I have a situation where two fittings are fed by the same switch box. This has a double pole switch but is fed by just one cable. Effectively the switch serves as a fitter to drive the two fittings. And when the one fitting was on, the globe in the other would glow dimly. This was an ellie's globe. I'd seen this behaviour before with a CFL that had been in the same fitting, and the family electrician had told me that the fitting probably had a dodgy neutral (but it was the same neutral as the other fitting, so?). Anyway, as a result of all the swapping around, there is now a globe branded "bright star" in the same fitting. And it doesn't give the half-on glow that the ellies globe did.

So LED globes are not just sommer LED globes. Clearly built to different specs. I need to work out what the good brands are. I can tell you that it's not Osram, despite the well known (by me) name.

Whoopee! 186. Dropped to 184 before I hit the "6" key.

 

Edited by Bobster.

8 minutes ago, Bobster. said:

So the voltage here is fluctuating between 184 and 190 and the lamps in this house are misbehaving, or mostly are.

I have two shining down on my work area. Branded "synerji". These are dimming and getting less dim as the voltage fluctuates. In the same room another fitting has two bulbs same size, marked as same power, same lumens etc, brand "Osram". These glow just enough to let you know that they are getting an input.

In the front room there is a standard lamp with a bulb branded "ausma". This one seems completely untroubled.

Did I just write "between 184 and 190"? Make that betwee "174 and 184" now. 

Anyhoo... the other day the wife was not happy with the light she uses when knitting. And to be fair, it wasn't that great. It was a golf ball lamp with an Edison fitting. I have a few of those in the house and tried just swapping them around to see what was acceptably brighter whilst I could still override my instinct to go to a shop and spend money. This led to me noticing another difference between different brands of LED globe.

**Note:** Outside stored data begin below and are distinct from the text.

//! Stats snapshot and sink callback.

/// Per-class hit counters, aggregated from the embedding cache's
/// thread-local stats (out of scope here — supplied by the caller).
#[derive(Debug, Clone, Copy, Default)]
pub struct ClassHitCounters {
    pub get_hits: u64,
    pub cmd_set: u64,
    pub delete_hits: u64,
    pub incr_hits: u64,
    pub decr_hits: u64,
    pub cas_hits: u64,
    pub cas_badval: u64,
    pub touch_hits: u64,
}

/// One class's row of `slabs_stats` output.
#[derive(Debug, Clone, Copy)]
pub struct ClassStats {
    pub class_id: u32,
    pub chunk_size: u32,
    pub chunks_per_page: u32,
    pub total_pages: u32,
    pub total_chunks: u64,
    pub used_chunks: u64,
    pub free_chunks: u32,
    pub mem_requested: u64,
    pub hits: ClassHitCounters,
}

/// Global counters reported alongside the per-class rows.
#[derive(Debug, Clone, Copy, Default)]
pub struct GlobalStats {
    pub active_slabs: u32,
    pub total_malloced: u64,
    pub slabs_moved: u64,
    pub slabs_shrunk: u64,
}

/// Callback-style stats sink, standing in for the C API's `add_stat`. A real embedder might
/// implement this over a text or binary protocol response buffer; the
/// "terminator is one call with NULL key" convention of the C API becomes
/// simply "no explicit terminator call" here, since Rust iteration has a
/// natural end.
pub trait StatsSink {
    fn add_stat(&mut self, key: &str, value: &str);
}

impl StatsSink for Vec<(String, String)> {
    fn add_stat(&mut self, key: &str, value: &str) {
        self.push((key.to_string(), value.to_string()));
    }
}

/// Emit one class's stats as `(key, value)` pairs through `sink`, in the
/// same key names as `do_slabs_stats`'s `APPEND_NUM_STAT` calls.
pub fn emit_class_stats(sink: &mut dyn StatsSink, stats: &ClassStats) {
    let id = stats.class_id;
    sink.add_stat(&format!("{id}:chunk_size"), &stats.chunk_size.to_string());
    sink.add_stat(&format!("{id}:chunks_per_page"), &stats.chunks_per_page.to_string());
    sink.add_stat(&format!("{id}:total_pages"), &stats.total_pages.to_string());
    sink.add_stat(&format!("{id}:total_chunks"), &stats.total_chunks.to_string());
    sink.add_stat(&format!("{id}:used_chunks"), &stats.used_chunks.to_string());
    sink.add_stat(&format!("{id}:free_chunks"), &stats.free_chunks.to_string());
    sink.add_stat(&format!("{id}:mem_requested"), &stats.mem_requested.to_string());
    sink.add_stat(&format!("{id}:get_hits"), &stats.hits.get_hits.to_string());
    sink.add_stat(&format!("{id}:cmd_set"), &stats.hits.cmd_set.to_string());
    sink.add_stat(&format!("{id}:delete_hits"), &stats.hits.delete_hits.to_string());
    sink.add_stat(&format!("{id}:incr_hits"), &stats.hits.incr_hits.to_string());
    sink.add_stat(&format!("{id}:decr_hits"), &stats.hits.decr_hits.to_string());
    sink.add_stat(&format!("{id}:cas_hits"), &stats.hits.cas_hits.to_string());
    sink.add_stat(&format!("{id}:cas_badval"), &stats.hits.cas_badval.to_string());
    sink.add_stat(&format!("{id}:touch_hits"), &stats.hits.touch_hits.to_string());
}

pub fn emit_global_stats(sink: &mut dyn StatsSink, stats: &GlobalStats) {
    sink.add_stat("active_slabs", &stats.active_slabs.to_string());
    sink.add_stat("total_malloced", &stats.total_malloced.to_string());
    sink.add_stat("slabs_moved", &stats.slabs_moved.to_string());
    sink.add_stat("slabs_shrunk", &stats.slabs_shrunk.to_string());
}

I have a situation where two fittings are fed by the same switch box. This has a double pole switch but is fed by just one cable. Effectively the switch serves as a fitter to drive the two fittings. And when the one fitting was on, the globe in the other would glow dimly. This was an ellie's globe. I'd seen this behaviour before with a CFL that had been in the same fitting, and the family electrician had told me that the fitting probably had a dodgy neutral (but it was the same neutral as the other fitting, so?). Anyway, as a result of all the swapping around, there is now a globe branded "bright star" in the same fitting. And it doesn't give the half-on glow that the ellies globe did.

So LED globes are not just sommer LED globes. Clearly built to different specs. I need to work out what the good brands are. I can tell you that it's not Osram, despite the well known (by me) name.

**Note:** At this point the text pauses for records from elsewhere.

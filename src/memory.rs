//! Backing memory provider: arena or on-demand page allocation.

use crate::error::SlabError;

/// Source of whole `PAGE_SIZE` blocks. Exactly one of `ArenaMemory` or
/// `OnDemandMemory` backs a given `SlabAllocator`; the choice is fixed at
/// construction and cannot change at runtime. Only on-demand mode supports
/// shrinking memory back to the system.
pub trait BackingMemory: Send {
    /// Request one `page_size`-byte block, zeroed. Returns `None` if the
    /// request cannot be satisfied (arena exhausted, or the system
    /// allocator failed).
    fn acquire_page(&mut self, page_size: usize) -> Option<Box<[u8]>>;

    /// Return a page obtained from `acquire_page` back to the provider.
    /// A no-op in arena mode: the page simply becomes untracked free
    /// memory inside the arena.
    fn release_page(&mut self, page: Box<[u8]>, page_size: usize);

    /// Bytes currently charged against `memory_limit` by this provider.
    /// Arena mode always reports 0 here (a documented asymmetry: arena
    /// memory is reserved once up front and never counted again);
    /// on-demand mode reports exactly what it has handed out.
    fn bytes_outstanding(&self) -> u64;

    /// Whether this provider can ever shrink (on-demand can; arena cannot).
    fn supports_shrink(&self) -> bool;

    /// Seed the outstanding-bytes counter at construction time, mirroring
    /// `T_MEMD_INITIAL_MALLOC`. A no-op for providers that don't
    /// track outstanding bytes (arena mode).
    fn seed_initial_malloc(&mut self, _bytes: u64) {}
}

/// Carves pages out of one pre-reserved, fixed-size arena. Never touches
/// the system heap again after the initial reservation.
pub struct ArenaMemory {
    arena: Box<[u8]>,
    cursor: usize,
}

impl ArenaMemory {
    pub fn new(limit_bytes: usize) -> Self {
        ArenaMemory {
            arena: vec![0u8; limit_bytes].into_boxed_slice(),
            cursor: 0,
        }
    }

    pub fn remaining(&self) -> usize {
        self.arena.len() - self.cursor
    }
}

impl BackingMemory for ArenaMemory {
    fn acquire_page(&mut self, page_size: usize) -> Option<Box<[u8]>> {
        if self.remaining() < page_size {
            return None;
        }
        // The arena itself is already zeroed at reservation time; each
        // fresh slice handed out is effectively zeroed memory cut from it.
        let page = vec![0u8; page_size].into_boxed_slice();
        self.cursor += page_size;
        Some(page)
    }

    fn release_page(&mut self, _page: Box<[u8]>, _page_size: usize) {
        // Arena cannot shrink: the bytes are simply dropped
        // and become stranded, untracked free space inside the arena.
    }

    fn bytes_outstanding(&self) -> u64 {
        // Arena-mode pages are not counted against `memory_limit` via
        // `bytes_malloced` — the limit is enforced solely by arena
        // exhaustion; see DESIGN.md.
        0
    }

    fn supports_shrink(&self) -> bool {
        false
    }
}

/// Requests each page from the system heap individually.
#[derive(Default)]
pub struct OnDemandMemory {
    bytes_outstanding: u64,
}

impl OnDemandMemory {
    pub fn new() -> Self {
        OnDemandMemory::default()
    }

    /// Test hook mirroring `T_MEMD_INITIAL_MALLOC`: seed the outstanding
    /// byte counter without actually allocating anything.
    pub fn seed_bytes_malloced(&mut self, bytes: u64) {
        self.bytes_outstanding = bytes;
    }
}

impl BackingMemory for OnDemandMemory {
    fn acquire_page(&mut self, page_size: usize) -> Option<Box<[u8]>> {
        let page = vec![0u8; page_size].into_boxed_slice();
        self.bytes_outstanding += page_size as u64;
        Some(page)
    }

    fn release_page(&mut self, page: Box<[u8]>, page_size: usize) {
        drop(page);
        self.bytes_outstanding = self.bytes_outstanding.saturating_sub(page_size as u64);
    }

    fn bytes_outstanding(&self) -> u64 {
        self.bytes_outstanding
    }

    fn supports_shrink(&self) -> bool {
        true
    }

    fn seed_initial_malloc(&mut self, bytes: u64) {
        self.bytes_outstanding = bytes;
    }
}

/// Construct the right provider for a `(memory_limit, prealloc)` pair, or
/// fail loudly the way `slabs_init`'s arena path does when asked for an
/// arena of size 0.
pub fn make_backing_memory(
    memory_limit: u64,
    arena_mode: bool,
) -> Result<Box<dyn BackingMemory>, SlabError> {
    if arena_mode {
        if memory_limit == 0 {
            return Err(SlabError::PreallocFailed(
                "arena mode requires a nonzero memory_limit".into(),
            ));
        }
        Ok(Box::new(ArenaMemory::new(memory_limit as usize)))
    } else {
        Ok(Box::new(OnDemandMemory::new()))
    }
}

Whoopee! 186. Dropped to 184 before I hit the "6" key.

 

Another point to look which is major. This is if the LED is dimmable. I would guess dimmable LEDs would be less of a problem than not dimmable. The supply level affects the driver inside the bulbs. 

Try Phillips by brand and see if your problem goes away. 3 LEDs in each bulb. The worst I found were those with over 20 small LEDs. This is the only brand I can say I have now for over 8 years without a single failure. All other brands that I have tried does not make it past 9 months if the are on every night. 

Edited by Scorp007

As a fellow low-supply-voltage sufferer (should we start a club?), I’ve actually also experienced this and have had luck with smart bulbs (which also allow me to do app-based dimming). I use Tuya bulbs (originally purchased them to indicate load shedding - where they turn a different colour when there’s no supply. Was useful when I was running a smaller battery bank.)

 

However I’ve never gone below 199V so I’m not sure if you’ll have the same luck at your lower voltages… which might be a bit too low to operate them.

 

Likewise dimmable bulbs work well as per @Scorp007’s suggestion; albeit they go somewhat dimmer at those lower voltages and voltage fluctuations also affect brightness; whereas the smart bulbs stay at full brightness regardless of input voltage. I’ve seen specifications online that indicate Tuya-bulb voltage support all the way from 85V-265V; though this may differ from one exact bulb model to the next.